Retype, word for word, every line of the records below starting at the one that contains "filename crates/cru-fifo/src/lib.rs" and ending at the one that contains "pub const FW_BUFFERS: usize = 32;"; include both of those lines and nothing more.

- **Saved data entries**:

----

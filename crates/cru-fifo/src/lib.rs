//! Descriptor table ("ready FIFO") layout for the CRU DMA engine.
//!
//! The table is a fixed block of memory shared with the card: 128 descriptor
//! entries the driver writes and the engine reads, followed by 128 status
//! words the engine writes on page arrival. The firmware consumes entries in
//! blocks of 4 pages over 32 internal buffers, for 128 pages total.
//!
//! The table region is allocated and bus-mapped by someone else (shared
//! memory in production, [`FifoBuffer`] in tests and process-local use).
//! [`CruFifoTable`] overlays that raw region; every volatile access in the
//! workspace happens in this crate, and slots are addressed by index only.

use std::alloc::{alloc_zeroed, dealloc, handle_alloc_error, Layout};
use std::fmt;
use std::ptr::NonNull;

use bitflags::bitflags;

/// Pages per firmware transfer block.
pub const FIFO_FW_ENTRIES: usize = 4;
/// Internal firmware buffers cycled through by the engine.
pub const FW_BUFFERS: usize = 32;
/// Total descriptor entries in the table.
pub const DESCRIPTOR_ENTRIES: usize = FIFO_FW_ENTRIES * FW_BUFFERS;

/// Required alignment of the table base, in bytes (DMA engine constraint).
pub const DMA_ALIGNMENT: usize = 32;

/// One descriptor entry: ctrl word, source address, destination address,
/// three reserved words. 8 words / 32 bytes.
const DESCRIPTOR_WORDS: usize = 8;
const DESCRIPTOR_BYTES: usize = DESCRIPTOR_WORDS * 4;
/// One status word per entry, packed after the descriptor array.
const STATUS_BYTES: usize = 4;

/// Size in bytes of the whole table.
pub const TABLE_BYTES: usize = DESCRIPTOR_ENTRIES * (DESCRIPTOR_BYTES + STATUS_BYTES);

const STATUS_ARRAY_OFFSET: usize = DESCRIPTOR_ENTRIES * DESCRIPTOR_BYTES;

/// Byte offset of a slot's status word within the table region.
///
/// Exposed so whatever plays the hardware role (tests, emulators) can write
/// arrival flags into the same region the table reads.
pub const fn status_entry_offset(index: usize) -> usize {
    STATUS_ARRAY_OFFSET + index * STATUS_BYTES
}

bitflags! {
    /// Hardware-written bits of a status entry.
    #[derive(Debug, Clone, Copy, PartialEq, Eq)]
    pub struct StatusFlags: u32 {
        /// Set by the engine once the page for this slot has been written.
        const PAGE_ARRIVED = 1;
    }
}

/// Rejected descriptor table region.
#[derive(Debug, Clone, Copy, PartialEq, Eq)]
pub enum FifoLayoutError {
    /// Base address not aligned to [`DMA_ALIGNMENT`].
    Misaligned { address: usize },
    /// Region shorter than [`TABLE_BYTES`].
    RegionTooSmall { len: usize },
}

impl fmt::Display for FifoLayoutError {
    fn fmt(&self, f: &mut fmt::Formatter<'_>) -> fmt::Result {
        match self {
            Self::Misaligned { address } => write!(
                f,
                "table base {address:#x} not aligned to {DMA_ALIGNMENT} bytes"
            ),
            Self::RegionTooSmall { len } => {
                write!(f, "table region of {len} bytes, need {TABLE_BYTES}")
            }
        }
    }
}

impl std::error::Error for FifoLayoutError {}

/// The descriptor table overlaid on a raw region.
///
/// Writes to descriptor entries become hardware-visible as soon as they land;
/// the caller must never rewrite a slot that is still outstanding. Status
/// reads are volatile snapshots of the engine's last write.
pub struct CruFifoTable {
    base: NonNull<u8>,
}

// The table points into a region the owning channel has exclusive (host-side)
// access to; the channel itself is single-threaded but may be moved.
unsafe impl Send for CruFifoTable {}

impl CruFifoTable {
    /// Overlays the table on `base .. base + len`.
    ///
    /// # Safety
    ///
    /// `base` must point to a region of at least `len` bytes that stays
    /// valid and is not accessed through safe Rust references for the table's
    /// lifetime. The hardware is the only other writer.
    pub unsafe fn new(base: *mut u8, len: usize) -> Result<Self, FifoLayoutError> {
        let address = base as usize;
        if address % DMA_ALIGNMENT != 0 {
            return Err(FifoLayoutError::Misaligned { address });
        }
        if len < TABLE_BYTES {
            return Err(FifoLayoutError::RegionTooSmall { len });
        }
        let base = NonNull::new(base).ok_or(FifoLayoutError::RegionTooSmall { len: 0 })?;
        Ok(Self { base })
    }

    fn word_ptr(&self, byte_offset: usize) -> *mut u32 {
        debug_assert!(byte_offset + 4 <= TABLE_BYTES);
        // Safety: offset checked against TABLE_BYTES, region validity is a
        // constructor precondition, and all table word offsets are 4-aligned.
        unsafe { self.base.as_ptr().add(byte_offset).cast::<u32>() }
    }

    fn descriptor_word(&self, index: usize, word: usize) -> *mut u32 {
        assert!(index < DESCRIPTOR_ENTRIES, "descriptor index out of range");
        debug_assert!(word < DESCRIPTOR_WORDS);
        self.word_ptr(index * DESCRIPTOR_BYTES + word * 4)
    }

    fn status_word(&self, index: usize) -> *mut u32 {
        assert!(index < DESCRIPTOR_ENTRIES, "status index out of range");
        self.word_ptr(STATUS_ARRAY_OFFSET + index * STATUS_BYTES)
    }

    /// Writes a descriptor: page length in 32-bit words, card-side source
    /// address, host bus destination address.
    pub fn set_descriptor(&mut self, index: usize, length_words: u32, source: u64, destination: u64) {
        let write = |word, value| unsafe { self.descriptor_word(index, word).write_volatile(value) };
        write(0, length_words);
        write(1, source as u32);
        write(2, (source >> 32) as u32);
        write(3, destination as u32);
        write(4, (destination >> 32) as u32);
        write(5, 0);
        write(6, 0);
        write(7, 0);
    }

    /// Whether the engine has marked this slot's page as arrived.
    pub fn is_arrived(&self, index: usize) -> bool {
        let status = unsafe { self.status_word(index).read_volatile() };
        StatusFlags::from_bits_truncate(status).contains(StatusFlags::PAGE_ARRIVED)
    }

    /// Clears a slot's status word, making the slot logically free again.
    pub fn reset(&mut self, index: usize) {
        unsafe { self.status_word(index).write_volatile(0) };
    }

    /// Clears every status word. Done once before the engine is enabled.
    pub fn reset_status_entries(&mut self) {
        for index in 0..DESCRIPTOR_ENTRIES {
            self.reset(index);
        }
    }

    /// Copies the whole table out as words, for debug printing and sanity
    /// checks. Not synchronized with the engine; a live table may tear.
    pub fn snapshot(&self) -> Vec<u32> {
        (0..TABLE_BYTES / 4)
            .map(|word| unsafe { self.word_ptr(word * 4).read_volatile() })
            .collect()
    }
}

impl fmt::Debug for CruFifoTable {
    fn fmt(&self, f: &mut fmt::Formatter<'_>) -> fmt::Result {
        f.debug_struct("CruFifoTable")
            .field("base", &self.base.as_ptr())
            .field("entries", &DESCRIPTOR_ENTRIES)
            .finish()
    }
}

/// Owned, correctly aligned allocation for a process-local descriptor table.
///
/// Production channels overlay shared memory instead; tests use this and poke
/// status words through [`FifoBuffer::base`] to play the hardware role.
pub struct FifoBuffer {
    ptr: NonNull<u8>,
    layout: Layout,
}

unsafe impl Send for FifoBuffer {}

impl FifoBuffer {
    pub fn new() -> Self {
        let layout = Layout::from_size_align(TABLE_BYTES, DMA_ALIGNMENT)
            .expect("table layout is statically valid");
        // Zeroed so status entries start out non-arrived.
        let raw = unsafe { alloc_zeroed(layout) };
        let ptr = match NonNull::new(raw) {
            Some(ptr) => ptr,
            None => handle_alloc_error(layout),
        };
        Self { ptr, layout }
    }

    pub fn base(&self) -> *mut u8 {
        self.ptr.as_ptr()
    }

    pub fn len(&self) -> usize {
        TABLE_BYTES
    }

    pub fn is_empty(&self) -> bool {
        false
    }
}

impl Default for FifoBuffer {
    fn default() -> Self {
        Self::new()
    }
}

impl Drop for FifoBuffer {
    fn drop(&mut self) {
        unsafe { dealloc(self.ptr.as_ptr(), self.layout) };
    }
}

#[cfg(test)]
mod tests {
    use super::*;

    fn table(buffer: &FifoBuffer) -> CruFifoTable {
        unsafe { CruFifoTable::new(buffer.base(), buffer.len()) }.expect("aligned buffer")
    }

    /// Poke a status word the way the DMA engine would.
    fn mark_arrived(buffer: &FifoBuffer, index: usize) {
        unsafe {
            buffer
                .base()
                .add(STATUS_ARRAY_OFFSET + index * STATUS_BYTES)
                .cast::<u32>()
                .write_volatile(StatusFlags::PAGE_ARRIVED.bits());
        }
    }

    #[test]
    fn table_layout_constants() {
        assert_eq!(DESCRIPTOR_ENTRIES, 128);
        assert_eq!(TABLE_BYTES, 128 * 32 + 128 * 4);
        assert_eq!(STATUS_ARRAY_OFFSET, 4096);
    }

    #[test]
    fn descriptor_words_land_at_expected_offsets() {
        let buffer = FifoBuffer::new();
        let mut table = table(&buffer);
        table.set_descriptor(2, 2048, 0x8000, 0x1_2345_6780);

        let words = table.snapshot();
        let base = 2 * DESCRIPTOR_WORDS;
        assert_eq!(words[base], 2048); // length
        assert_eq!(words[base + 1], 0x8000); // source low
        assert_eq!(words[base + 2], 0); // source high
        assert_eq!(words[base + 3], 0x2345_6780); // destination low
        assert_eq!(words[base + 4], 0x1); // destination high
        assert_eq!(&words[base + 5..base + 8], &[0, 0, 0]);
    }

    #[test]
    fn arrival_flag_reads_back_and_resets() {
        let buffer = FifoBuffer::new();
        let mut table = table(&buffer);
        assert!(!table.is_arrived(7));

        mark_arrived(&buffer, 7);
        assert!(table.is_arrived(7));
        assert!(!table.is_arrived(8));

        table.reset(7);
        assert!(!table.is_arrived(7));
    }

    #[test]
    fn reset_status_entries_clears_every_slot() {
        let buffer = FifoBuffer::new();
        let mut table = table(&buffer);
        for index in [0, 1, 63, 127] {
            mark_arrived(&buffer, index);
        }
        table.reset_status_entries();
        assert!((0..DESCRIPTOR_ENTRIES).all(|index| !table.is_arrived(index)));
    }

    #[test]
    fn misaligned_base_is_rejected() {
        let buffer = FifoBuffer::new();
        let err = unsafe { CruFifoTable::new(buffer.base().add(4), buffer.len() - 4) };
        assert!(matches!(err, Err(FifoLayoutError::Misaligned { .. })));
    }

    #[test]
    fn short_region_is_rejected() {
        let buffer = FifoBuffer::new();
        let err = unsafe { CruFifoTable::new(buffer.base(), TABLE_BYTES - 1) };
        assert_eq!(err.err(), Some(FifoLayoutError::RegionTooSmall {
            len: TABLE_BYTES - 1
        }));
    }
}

----

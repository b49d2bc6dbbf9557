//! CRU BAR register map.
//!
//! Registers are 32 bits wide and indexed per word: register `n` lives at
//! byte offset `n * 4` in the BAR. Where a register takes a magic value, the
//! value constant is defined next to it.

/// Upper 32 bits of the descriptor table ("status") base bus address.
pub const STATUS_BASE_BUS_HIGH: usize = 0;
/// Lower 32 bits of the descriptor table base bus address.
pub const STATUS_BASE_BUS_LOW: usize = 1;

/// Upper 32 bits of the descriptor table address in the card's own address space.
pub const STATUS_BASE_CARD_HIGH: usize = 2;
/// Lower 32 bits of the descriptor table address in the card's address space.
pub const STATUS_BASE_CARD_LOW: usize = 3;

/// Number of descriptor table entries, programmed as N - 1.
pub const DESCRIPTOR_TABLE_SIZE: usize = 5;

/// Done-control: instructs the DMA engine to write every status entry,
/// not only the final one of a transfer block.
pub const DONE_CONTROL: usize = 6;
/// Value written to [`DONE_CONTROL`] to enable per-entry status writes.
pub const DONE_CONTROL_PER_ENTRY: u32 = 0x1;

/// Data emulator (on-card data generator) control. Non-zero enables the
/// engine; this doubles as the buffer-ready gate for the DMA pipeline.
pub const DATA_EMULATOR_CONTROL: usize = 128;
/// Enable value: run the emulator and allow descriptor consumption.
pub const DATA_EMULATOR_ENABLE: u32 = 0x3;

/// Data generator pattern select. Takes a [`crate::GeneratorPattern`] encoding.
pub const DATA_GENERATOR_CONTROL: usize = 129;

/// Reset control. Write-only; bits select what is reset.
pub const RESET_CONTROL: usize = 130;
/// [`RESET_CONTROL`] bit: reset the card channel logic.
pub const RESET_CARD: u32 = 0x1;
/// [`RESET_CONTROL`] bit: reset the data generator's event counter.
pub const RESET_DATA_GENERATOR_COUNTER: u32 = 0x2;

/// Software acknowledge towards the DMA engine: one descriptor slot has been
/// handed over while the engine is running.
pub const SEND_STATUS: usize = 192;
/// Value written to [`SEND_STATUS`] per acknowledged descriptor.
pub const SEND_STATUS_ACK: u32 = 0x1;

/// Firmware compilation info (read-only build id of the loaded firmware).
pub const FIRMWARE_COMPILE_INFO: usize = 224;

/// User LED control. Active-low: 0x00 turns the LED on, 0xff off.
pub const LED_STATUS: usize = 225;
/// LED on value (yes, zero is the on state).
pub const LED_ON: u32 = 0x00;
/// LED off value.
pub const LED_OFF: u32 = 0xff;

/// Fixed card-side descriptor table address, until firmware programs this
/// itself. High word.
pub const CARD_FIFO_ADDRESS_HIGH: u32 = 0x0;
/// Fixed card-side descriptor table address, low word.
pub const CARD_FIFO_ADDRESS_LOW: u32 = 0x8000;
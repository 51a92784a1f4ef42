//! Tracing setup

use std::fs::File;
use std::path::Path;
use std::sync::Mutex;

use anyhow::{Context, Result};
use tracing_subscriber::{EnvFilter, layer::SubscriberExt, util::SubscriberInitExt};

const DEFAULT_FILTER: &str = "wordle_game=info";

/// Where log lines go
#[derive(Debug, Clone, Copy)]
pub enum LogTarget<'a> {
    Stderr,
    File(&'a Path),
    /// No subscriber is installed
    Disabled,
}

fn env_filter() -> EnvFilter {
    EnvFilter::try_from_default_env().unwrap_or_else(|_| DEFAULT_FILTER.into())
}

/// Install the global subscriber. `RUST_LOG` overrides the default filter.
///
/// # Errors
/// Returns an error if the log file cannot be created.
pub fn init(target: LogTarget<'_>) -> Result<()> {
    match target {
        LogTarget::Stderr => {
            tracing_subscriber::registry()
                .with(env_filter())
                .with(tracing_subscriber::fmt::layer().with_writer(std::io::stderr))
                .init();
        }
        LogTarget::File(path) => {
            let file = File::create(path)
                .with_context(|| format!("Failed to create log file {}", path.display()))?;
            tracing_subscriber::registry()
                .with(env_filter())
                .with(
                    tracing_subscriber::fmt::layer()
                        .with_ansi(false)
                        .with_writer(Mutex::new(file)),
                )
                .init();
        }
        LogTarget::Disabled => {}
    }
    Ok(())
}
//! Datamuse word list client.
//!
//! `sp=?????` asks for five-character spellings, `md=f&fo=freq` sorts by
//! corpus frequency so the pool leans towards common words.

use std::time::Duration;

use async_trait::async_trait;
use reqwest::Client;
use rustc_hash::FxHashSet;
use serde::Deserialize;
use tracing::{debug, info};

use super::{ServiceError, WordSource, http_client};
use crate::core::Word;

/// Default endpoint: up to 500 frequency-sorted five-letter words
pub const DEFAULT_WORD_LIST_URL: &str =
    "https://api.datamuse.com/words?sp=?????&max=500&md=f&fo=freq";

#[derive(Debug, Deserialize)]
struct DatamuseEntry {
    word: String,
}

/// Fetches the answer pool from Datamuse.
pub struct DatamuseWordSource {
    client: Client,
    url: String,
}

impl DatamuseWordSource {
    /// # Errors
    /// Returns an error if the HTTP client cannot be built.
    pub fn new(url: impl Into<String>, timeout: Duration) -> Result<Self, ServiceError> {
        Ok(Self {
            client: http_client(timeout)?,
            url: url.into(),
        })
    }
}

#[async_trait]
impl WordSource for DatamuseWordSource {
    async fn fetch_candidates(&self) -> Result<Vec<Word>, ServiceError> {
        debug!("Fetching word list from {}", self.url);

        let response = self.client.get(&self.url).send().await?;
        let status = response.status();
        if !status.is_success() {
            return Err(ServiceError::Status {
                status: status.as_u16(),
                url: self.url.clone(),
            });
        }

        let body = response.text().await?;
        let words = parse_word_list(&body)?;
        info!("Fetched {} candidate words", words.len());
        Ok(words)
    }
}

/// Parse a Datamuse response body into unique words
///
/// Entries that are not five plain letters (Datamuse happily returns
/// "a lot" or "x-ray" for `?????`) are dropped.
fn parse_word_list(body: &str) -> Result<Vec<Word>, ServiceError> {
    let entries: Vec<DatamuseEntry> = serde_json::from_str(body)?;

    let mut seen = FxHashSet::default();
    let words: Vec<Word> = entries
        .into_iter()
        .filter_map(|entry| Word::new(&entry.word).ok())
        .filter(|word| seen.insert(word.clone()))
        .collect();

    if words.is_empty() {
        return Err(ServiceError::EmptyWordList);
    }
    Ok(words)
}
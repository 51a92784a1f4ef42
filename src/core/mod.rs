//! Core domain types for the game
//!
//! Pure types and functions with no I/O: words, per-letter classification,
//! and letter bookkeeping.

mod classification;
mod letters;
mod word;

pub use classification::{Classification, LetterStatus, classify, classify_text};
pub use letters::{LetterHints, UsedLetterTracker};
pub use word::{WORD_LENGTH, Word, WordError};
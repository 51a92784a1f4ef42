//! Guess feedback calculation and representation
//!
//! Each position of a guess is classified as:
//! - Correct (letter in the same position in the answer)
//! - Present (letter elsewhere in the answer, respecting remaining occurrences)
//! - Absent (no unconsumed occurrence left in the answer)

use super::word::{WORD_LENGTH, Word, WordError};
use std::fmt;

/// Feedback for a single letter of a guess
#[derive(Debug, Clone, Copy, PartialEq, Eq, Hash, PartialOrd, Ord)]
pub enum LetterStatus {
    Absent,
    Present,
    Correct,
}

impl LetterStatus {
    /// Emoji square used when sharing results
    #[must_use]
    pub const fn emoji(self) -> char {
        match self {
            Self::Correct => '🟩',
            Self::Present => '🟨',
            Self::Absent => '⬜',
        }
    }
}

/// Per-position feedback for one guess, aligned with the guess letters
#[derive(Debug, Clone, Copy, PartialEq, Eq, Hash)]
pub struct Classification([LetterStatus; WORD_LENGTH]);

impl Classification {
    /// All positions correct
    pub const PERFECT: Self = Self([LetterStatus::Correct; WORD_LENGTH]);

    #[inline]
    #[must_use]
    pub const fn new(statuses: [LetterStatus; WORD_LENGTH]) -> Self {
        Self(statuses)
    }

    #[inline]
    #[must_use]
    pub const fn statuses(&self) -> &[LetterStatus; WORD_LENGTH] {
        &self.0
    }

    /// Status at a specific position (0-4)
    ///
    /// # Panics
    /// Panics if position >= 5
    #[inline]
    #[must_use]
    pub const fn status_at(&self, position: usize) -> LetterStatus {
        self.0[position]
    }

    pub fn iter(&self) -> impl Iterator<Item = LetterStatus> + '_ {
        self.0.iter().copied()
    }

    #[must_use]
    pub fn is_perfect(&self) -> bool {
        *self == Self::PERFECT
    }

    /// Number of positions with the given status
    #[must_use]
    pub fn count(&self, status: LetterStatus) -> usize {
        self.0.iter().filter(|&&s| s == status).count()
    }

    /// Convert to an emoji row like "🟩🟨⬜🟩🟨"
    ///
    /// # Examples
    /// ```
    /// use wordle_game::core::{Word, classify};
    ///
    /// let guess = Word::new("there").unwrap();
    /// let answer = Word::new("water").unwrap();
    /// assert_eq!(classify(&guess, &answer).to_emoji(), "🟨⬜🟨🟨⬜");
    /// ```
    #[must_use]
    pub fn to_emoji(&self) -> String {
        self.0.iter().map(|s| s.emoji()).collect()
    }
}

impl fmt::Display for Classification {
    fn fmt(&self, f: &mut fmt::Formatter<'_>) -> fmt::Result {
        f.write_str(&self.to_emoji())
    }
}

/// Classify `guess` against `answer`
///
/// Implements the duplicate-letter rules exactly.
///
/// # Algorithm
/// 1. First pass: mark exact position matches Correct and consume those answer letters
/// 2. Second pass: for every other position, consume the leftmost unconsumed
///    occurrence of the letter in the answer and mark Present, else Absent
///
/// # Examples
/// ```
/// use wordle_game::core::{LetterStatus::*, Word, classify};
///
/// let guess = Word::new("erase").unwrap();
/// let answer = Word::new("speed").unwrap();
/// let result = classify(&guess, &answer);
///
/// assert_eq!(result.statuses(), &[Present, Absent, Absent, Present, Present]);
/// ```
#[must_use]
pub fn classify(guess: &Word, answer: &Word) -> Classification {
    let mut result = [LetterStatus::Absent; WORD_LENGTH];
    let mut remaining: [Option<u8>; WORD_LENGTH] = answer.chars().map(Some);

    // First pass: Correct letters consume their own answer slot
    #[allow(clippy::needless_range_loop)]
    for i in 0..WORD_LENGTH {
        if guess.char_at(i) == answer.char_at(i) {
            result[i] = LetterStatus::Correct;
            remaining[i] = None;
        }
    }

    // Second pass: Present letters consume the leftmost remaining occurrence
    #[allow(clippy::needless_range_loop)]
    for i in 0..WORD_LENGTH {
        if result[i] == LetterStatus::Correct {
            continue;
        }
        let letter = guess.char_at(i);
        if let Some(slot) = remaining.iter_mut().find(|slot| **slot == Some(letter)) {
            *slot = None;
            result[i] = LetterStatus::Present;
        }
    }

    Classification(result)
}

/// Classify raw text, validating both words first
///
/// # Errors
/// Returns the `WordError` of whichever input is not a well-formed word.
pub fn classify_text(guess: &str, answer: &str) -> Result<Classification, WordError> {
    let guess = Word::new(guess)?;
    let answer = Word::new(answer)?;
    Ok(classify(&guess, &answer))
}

----

- **Reply to the task**:
filename crates/cru-fifo/src/lib.rs
//! Descriptor table ("ready FIFO") layout for the CRU DMA engine.
//!
//! The table is a fixed block of memory shared with the card: 128 descriptor
//! entries the driver writes and the engine reads, followed by 128 status
//! words the engine writes on page arrival. The firmware consumes entries in
//! blocks of 4 pages over 32 internal buffers, for 128 pages total.
//!
//! The table region is allocated and bus-mapped by someone else (shared
//! memory in production, [`FifoBuffer`] in tests and process-local use).
//! [`CruFifoTable`] overlays that raw region; every volatile access in the
//! workspace happens in this crate, and slots are addressed by index only.

use std::alloc::{alloc_zeroed, dealloc, handle_alloc_error, Layout};
use std::fmt;
use std::ptr::NonNull;

use bitflags::bitflags;

/// Pages per firmware transfer block.
pub const FIFO_FW_ENTRIES: usize = 4;
/// Internal firmware buffers cycled through by the engine.
pub const FW_BUFFERS: usize = 32;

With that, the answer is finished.